Calvin:  Oct 12, 2014

We all seem to agree then, that self-stability and controllability-by-a-human are two

different things.  There is no paradox that they are different.  They just are

different.  Lots of systems that are unstable can be stabilized with control.

And a human riding a bicycle is a controller.   

When I read your email below, I have trouble knowing which you are making claims

about, self-stability or controlled stability.

Even if you can't name a precise experiment to test your theory, maybe you could

make a precise statement of what you are saying.  I get lost reading your writing.

Some questions for you: 

Do you think a bike with locked steering can be self-stable, or even balanced 

by a person, due to the tire effects you discuss?
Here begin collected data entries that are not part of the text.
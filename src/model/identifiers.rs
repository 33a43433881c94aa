//! Core identifier newtypes with smart constructors.
//!
//! All identifiers validate non-empty strings at construction time.
//! Deserialization goes through the same smart constructors.

use serde::{Deserialize, Serialize};
use std::fmt;

/// Unique identifier of a feed item (one photo).
#[derive(Debug, Clone, PartialEq, Eq, Hash, PartialOrd, Ord, Serialize, Deserialize)]
#[serde(try_from = "String", into = "String")]
pub struct ItemId(String);

impl ItemId {
    /// Smart constructor: validates non-empty item ID
    pub fn new(raw: impl Into<String>) -> Result<Self, InvalidItemId> {
        let raw = raw.into();
        if raw.is_empty() {
            return Err(InvalidItemId::Empty);
        }
        Ok(Self(raw))
    }

    /// Borrow the raw id.
    pub fn as_str(&self) -> &str {
        &self.0
    }
}

impl fmt::Display for ItemId {
    fn fmt(&self, f: &mut fmt::Formatter<'_>) -> fmt::Result {
        f.write_str(&self.0)
    }
}

impl TryFrom<String> for ItemId {
    type Error = InvalidItemId;

    fn try_from(raw: String) -> Result<Self, Self::Error> {
        Self::new(raw)
    }
}

impl From<ItemId> for String {
    fn from(id: ItemId) -> Self {
        id.0
    }
}

/// Identifier of one binary resource (a photo file) served by the provider.
#[derive(Debug, Clone, PartialEq, Eq, Hash, PartialOrd, Ord, Serialize, Deserialize)]
#[serde(try_from = "String", into = "String")]
pub struct MediaId(String);

impl MediaId {
    /// Smart constructor: validates non-empty media ID
    pub fn new(raw: impl Into<String>) -> Result<Self, InvalidMediaId> {
        let raw = raw.into();
        if raw.is_empty() {
            return Err(InvalidMediaId::Empty);
        }
        Ok(Self(raw))
    }

    /// Borrow the raw id.
    pub fn as_str(&self) -> &str {
        &self.0
    }
}

impl fmt::Display for MediaId {
    fn fmt(&self, f: &mut fmt::Formatter<'_>) -> fmt::Result {
        f.write_str(&self.0)
    }
}

impl TryFrom<String> for MediaId {
    type Error = InvalidMediaId;

    fn try_from(raw: String) -> Result<Self, Self::Error> {
        Self::new(raw)
    }
}

impl From<MediaId> for String {
    fn from(id: MediaId) -> Self {
        id.0
    }
}

// ===== Error Types =====

/// Rejected [`ItemId`] input.
#[derive(Debug, Clone, PartialEq, Eq, thiserror::Error)]
pub enum InvalidItemId {
    /// The id was an empty string.
    #[error("Item ID cannot be empty")]
    Empty,
}

/// Rejected [`MediaId`] input.
#[derive(Debug, Clone, PartialEq, Eq, thiserror::Error)]
pub enum InvalidMediaId {
    /// The id was an empty string.
    #[error("Media ID cannot be empty")]
    Empty,
}

// ===== Tests =====

#[cfg(test)]
mod tests {
    use super::*;

    // ===== ItemId Tests =====

    #[test]
    fn item_id_accepts_valid_string() {
        let id = ItemId::new("0b6f3c1e-photo");
        assert!(id.is_ok(), "Valid item ID should be accepted");
    }

    #[test]
    fn item_id_rejects_empty_string() {
        let id = ItemId::new("");
        assert!(
            matches!(id, Err(InvalidItemId::Empty)),
            "Empty string should return InvalidItemId::Empty"
        );
    }

    #[test]
    fn item_id_as_str_returns_original() {
        let id = ItemId::new("photo-42").expect("Valid item ID");
        assert_eq!(id.as_str(), "photo-42");
    }

    #[test]
    fn item_id_display_returns_inner_string() {
        let id = ItemId::new("photo-42").expect("Valid item ID");
        assert_eq!(id.to_string(), "photo-42");
    }

    #[test]
    fn item_id_deserializes_through_smart_constructor() {
        let ok: Result<ItemId, _> = serde_json::from_str(r#""photo-1""#);
        assert_eq!(ok.expect("valid").as_str(), "photo-1");

        let empty: Result<ItemId, _> = serde_json::from_str(r#""""#);
        assert!(empty.is_err(), "Empty ID must fail deserialization");
    }

    // ===== MediaId Tests =====

    #[test]
    fn media_id_accepts_valid_string() {
        let id = MediaId::new("file-7");
        assert!(id.is_ok(), "Valid media ID should be accepted");
    }

    #[test]
    fn media_id_rejects_empty_string() {
        assert!(matches!(MediaId::new(""), Err(InvalidMediaId::Empty)));
    }

    #[test]
    fn media_id_serializes_as_plain_string() {
        let id = MediaId::new("file-7").expect("Valid media ID");
        let json = serde_json::to_string(&id).expect("serialize");
        assert_eq!(json, r#""file-7""#);
    }
}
In what way does including tire slip (as opposed to perfect-no-slip rolling in

most of our models) change the stability of either a controlled or passive 

bicycle, do you think?  

For example, at low speeds on flat smooth ground do you think that the

side slip of a narrow 120 PSI tire is important?  Or might a perfectly

rolling knife-edge wheel capture the dynamics pretty accurately?
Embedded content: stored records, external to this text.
//! Pagination state machine.
//!
//! The controller owns the canonical item sequence and the page cursor for
//! one gallery view. It never performs I/O: starting a fetch yields a
//! [`PageTicket`], and the host hands the provider's answer back through
//! [`FeedController::complete_page`] together with that ticket. Tickets carry
//! the epoch that issued them, so answers for an abandoned filter are
//! recognised and dropped.

use crate::model::{FeedItem, FilterSpec, ItemId, PageWindow, TransportError};
use std::collections::HashSet;
use std::fmt;
use tracing::{debug, info, warn};

/// Generation counter of filter epochs. Bumped on every effective filter change.
#[derive(Debug, Clone, Copy, PartialEq, Eq, PartialOrd, Ord, Hash, Default)]
pub struct Epoch(u64);

impl Epoch {
    /// Raw counter value.
    pub fn get(&self) -> u64 {
        self.0
    }

    fn next(self) -> Self {
        Self(self.0 + 1)
    }
}

impl fmt::Display for Epoch {
    fn fmt(&self, f: &mut fmt::Formatter<'_>) -> fmt::Result {
        write!(f, "epoch-{}", self.0)
    }
}

/// Number of items requested per page. Always >= 1.
#[derive(Debug, Clone, Copy, PartialEq, Eq)]
pub struct PageSize(usize);

/// Error returned when a page size of zero is requested.
#[derive(Debug, Clone, Copy, PartialEq, Eq, thiserror::Error)]
#[error("page size must be >= 1")]
pub struct InvalidPageSize;

impl PageSize {
    /// Smart constructor that rejects zero.
    pub fn new(size: usize) -> Result<Self, InvalidPageSize> {
        if size == 0 {
            Err(InvalidPageSize)
        } else {
            Ok(Self(size))
        }
    }

    /// Items per page.
    pub fn get(&self) -> usize {
        self.0
    }
}

impl Default for PageSize {
    fn default() -> Self {
        Self(24)
    }
}

/// Pagination position within an epoch.
#[derive(Debug, Clone, Copy, PartialEq, Eq)]
pub struct PageCursor {
    /// Epoch the cursor belongs to.
    pub epoch: Epoch,
    /// Zero-based index of the next page to fetch.
    pub page_index: usize,
    /// Items per page.
    pub page_size: PageSize,
}

impl PageCursor {
    fn start(epoch: Epoch, page_size: PageSize) -> Self {
        Self {
            epoch,
            page_index: 0,
            page_size,
        }
    }

    /// Offset of the first item of the current page.
    pub fn skip(&self) -> usize {
        self.page_index * self.page_size.get()
    }

    /// Window of the current page.
    pub fn window(&self) -> PageWindow {
        PageWindow {
            skip: self.skip(),
            take: self.page_size.get(),
        }
    }
}

/// Lifecycle of the feed within the current epoch.
#[derive(Debug, Clone, Copy, PartialEq, Eq)]
pub enum FeedState {
    /// Ready to fetch the next page on request.
    Idle,
    /// A page fetch is outstanding.
    Fetching,
    /// The last fetch failed; pagination halts until retried.
    Error,
    /// A short page was received; nothing more to fetch for this epoch.
    Exhausted,
}

/// A page fetch the host must perform.
///
/// Hand the result back with [`FeedController::complete_page`].
#[derive(Debug, Clone, PartialEq)]
pub struct PageTicket {
    epoch: Epoch,
    page_index: usize,
    filter: FilterSpec,
    window: PageWindow,
}

impl PageTicket {
    /// Epoch that issued the ticket.
    pub fn epoch(&self) -> Epoch {
        self.epoch
    }

    /// Zero-based page number.
    pub fn page_index(&self) -> usize {
        self.page_index
    }

    /// Predicates to send; the window is separate.
    pub fn filter(&self) -> &FilterSpec {
        &self.filter
    }

    /// Slice of the filtered sequence to fetch.
    pub fn window(&self) -> PageWindow {
        self.window
    }
}

/// What [`FeedController::complete_page`] did with a result.
#[derive(Debug, Clone, PartialEq, Eq)]
pub enum PageOutcome {
    /// Items were appended to the sequence.
    Appended {
        /// Items actually added.
        added: usize,
        /// Items dropped because their id was already in the sequence.
        duplicates: usize,
    },
    /// The fetch failed; the controller is now in [`FeedState::Error`].
    Failed,
    /// The ticket belongs to an abandoned epoch or an already-settled fetch.
    Stale,
}

/// Outbound view of the controller for the embedding view.
#[derive(Debug, Clone, PartialEq, Eq)]
pub struct FeedSnapshot {
    /// Lifecycle state.
    pub state: FeedState,
    /// Current filter epoch.
    pub epoch: Epoch,
    /// A page fetch is outstanding.
    pub loading: bool,
    /// Message of the last failure, while in the error state.
    pub error: Option<String>,
    /// Another page may exist.
    pub has_more: bool,
    /// Items in the canonical sequence.
    pub item_count: usize,
}

/// Owner of the canonical item sequence and page cursor.
#[derive(Debug)]
pub struct FeedController {
    filter: Option<FilterSpec>,
    cursor: PageCursor,
    state: FeedState,
    has_more: bool,
    items: Vec<FeedItem>,
    seen: HashSet<ItemId>,
    last_error: Option<TransportError>,
}

impl FeedController {
    /// Create a controller with no filter applied yet.
    ///
    /// Nothing is fetched until the first [`set_filter`](Self::set_filter).
    pub fn new(page_size: PageSize) -> Self {
        Self {
            filter: None,
            cursor: PageCursor::start(Epoch::default(), page_size),
            state: FeedState::Idle,
            has_more: false,
            items: Vec::new(),
            seen: HashSet::new(),
            last_error: None,
        }
    }

    /// Apply a filter. A spec different from the current one starts a new
    /// epoch and immediately issues the fetch of page 0.
    ///
    /// Returns `None` when `spec` equals the current filter.
    pub fn set_filter(&mut self, spec: FilterSpec) -> Option<PageTicket> {
        if self.filter.as_ref() == Some(&spec) {
            debug!(epoch = %self.cursor.epoch, "Filter unchanged; keeping epoch");
            return None;
        }

        let epoch = self.cursor.epoch.next();
        info!(%epoch, filter = ?spec, "Filter changed; starting new epoch");

        self.filter = Some(spec);
        self.cursor = PageCursor::start(epoch, self.cursor.page_size);
        self.items.clear();
        self.seen.clear();
        self.last_error = None;
        self.has_more = true;
        self.state = FeedState::Idle;

        self.request_next_page()
    }

    /// Issue the fetch of the page under the cursor.
    ///
    /// No-op unless the feed is [`FeedState::Idle`] and has more pages, so
    /// repeated calls while a fetch is outstanding issue nothing.
    pub fn request_next_page(&mut self) -> Option<PageTicket> {
        if self.state != FeedState::Idle || !self.has_more {
            debug!(
                state = ?self.state,
                has_more = self.has_more,
                "Next page not requested"
            );
            return None;
        }
        self.issue()
    }

    /// Re-issue the failed page's fetch. Only valid in [`FeedState::Error`].
    pub fn retry(&mut self) -> Option<PageTicket> {
        if self.state != FeedState::Error {
            return None;
        }
        info!(
            epoch = %self.cursor.epoch,
            page = self.cursor.page_index,
            "Retrying page fetch"
        );
        self.last_error = None;
        self.has_more = true;
        self.issue()
    }

    fn issue(&mut self) -> Option<PageTicket> {
        let filter = self.filter.clone()?;
        self.state = FeedState::Fetching;
        let ticket = PageTicket {
            epoch: self.cursor.epoch,
            page_index: self.cursor.page_index,
            filter,
            window: self.cursor.window(),
        };
        debug!(
            epoch = %ticket.epoch,
            page = ticket.page_index,
            skip = ticket.window.skip,
            take = ticket.window.take,
            "Issuing page fetch"
        );
        Some(ticket)
    }

    fn is_current(&self, ticket: &PageTicket) -> bool {
        self.state == FeedState::Fetching
            && ticket.epoch == self.cursor.epoch
            && ticket.page_index == self.cursor.page_index
    }

    /// Settle a fetch previously issued by this controller.
    pub fn complete_page(
        &mut self,
        ticket: &PageTicket,
        result: Result<Vec<FeedItem>, TransportError>,
    ) -> PageOutcome {
        if !self.is_current(ticket) {
            debug!(
                ticket_epoch = %ticket.epoch,
                current_epoch = %self.cursor.epoch,
                page = ticket.page_index,
                "Discarding stale page result"
            );
            return PageOutcome::Stale;
        }

        let mut page = match result {
            Ok(page) => page,
            Err(err) => {
                warn!(
                    epoch = %ticket.epoch,
                    page = ticket.page_index,
                    error = %err,
                    "Page fetch failed"
                );
                self.last_error = Some(err);
                self.has_more = false;
                self.state = FeedState::Error;
                return PageOutcome::Failed;
            }
        };

        let page_size = self.cursor.page_size.get();
        if page.len() > page_size {
            warn!(
                returned = page.len(),
                page_size, "Provider returned more items than requested; truncating"
            );
            page.truncate(page_size);
        }

        let returned = page.len();
        let mut added = 0;
        for item in page {
            if self.seen.insert(item.id.clone()) {
                self.items.push(item);
                added += 1;
            }
        }
        let duplicates = returned - added;
        if duplicates > 0 {
            warn!(duplicates, page = ticket.page_index, "Dropped duplicate items");
        }

        self.has_more = returned == page_size;
        self.cursor.page_index += 1;
        self.state = if self.has_more {
            FeedState::Idle
        } else {
            FeedState::Exhausted
        };

        info!(
            epoch = %ticket.epoch,
            page = ticket.page_index,
            added,
            total = self.items.len(),
            has_more = self.has_more,
            "Page appended"
        );

        PageOutcome::Appended { added, duplicates }
    }

    /// Canonical item sequence of the current epoch, in arrival order.
    pub fn items(&self) -> &[FeedItem] {
        &self.items
    }

    /// Item with `id`, if it is in the sequence.
    pub fn item(&self, id: &ItemId) -> Option<&FeedItem> {
        if !self.seen.contains(id) {
            return None;
        }
        self.items.iter().find(|item| &item.id == id)
    }

    /// Filter of the current epoch; `None` before the first one is applied.
    pub fn filter(&self) -> Option<&FilterSpec> {
        self.filter.as_ref()
    }

    /// Current page cursor.
    pub fn cursor(&self) -> PageCursor {
        self.cursor
    }

    /// Current lifecycle state.
    pub fn state(&self) -> FeedState {
        self.state
    }

    /// Whether another page may exist.
    pub fn has_more(&self) -> bool {
        self.has_more
    }

    /// Whether a page fetch is outstanding.
    pub fn is_fetching(&self) -> bool {
        self.state == FeedState::Fetching
    }

    /// Error of the last failed fetch, while in the error state.
    pub fn last_error(&self) -> Option<&TransportError> {
        self.last_error.as_ref()
    }

    /// Outbound view of the current state.
    pub fn snapshot(&self) -> FeedSnapshot {
        FeedSnapshot {
            state: self.state,
            epoch: self.cursor.epoch,
            loading: self.is_fetching(),
            error: self.last_error.as_ref().map(ToString::to_string),
            has_more: self.has_more,
            item_count: self.items.len(),
        }
    }
}

impl Default for FeedController {
    fn default() -> Self {
        Self::new(PageSize::default())
    }
}

#[cfg(test)]
#[path = "controller_tests.rs"]
mod tests;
Is it possible that you think the following:  Side force in a tire

only comes from slip in the same way that lift on a wing only comes

from angle of attack.  So having no side slip prevents thinking

of a side force?  If so, this doesn't show understanding of the 

limiting case of pure rolling.  As that limit is approached,  the 

slip angle becomes negligible and can thus be neglected.  You 

could think of it like this:  As a tire gets stiffer and stiffer

the slip gets arbitrarily small.  Even though it is always there,

the side slip becomes negligible if the tire is very stiff.

-Andy Ruina,   ru...@cornell.edu,  http://ruina.tam.cornell.edu
 cell:         607 327-0013,       Skype: andyruina

[Peter de Lange]

Challenge accepted ;) Below I present what I think is a self-stable bicycle even when the steering is locked. Unlike the Whipple model this bicycle features torus shaped wheels but is a bicycle nevertheless imo.

see attachment

[andy ruina]

Peter:  Oct 12, 2014

About your self-stable bike with locked steering.

That's what I call a bizarre extreme.  I use it in my talks as such.

Here's a pic of a real bike with that property (from Richard Klein):

I don't think this is what Calvin is talking about!

-Andy Ruina,   ru...@cornell.edu,  http://ruina.tam.cornell.edu
 cell:         607 327-0013,       Skype: andyruina

<20141012_222527.jpg>

[Calvin Hulburt]

I do not think a bike can stay upright without steering. Lateral tire forces are zero when a bike is upright and the bikes motion vector is aligned with the frame. When something falls over and is restrained at the base, the angular acceleration is proportional to the angle of rotation. So if a bike is upright and starts to tip, it does so rather slowly. At the same time, the camber force is also a function of the angle and quite small when the bike is near vertical. When at 45 degrees these forces can provide acceleration equal to the weight of the bike. Now there is a whole discussion about how bikes are now cornering at much greater angles and is it because there is a friction coefficient greater than one. I don't know. My point is that the camber force is big, increases with lean, and goes to zero at zero lean angle. So there is a restorative force similar to gravity for a regular pendulum. When a bike tips the camber force pushes the bike in the direction that it is falling. The camber force, however, cannot generate a turning moment by itself because moving the center of mass so that there is more weight on the front wheel or back wheel also changes the moment arm and camber force will only move the bike to the side. I think that rake may bias it slightly to the front because when a raked front end is steered the camber angle increases slightly but for this discussion a vertical steering axis is simpler.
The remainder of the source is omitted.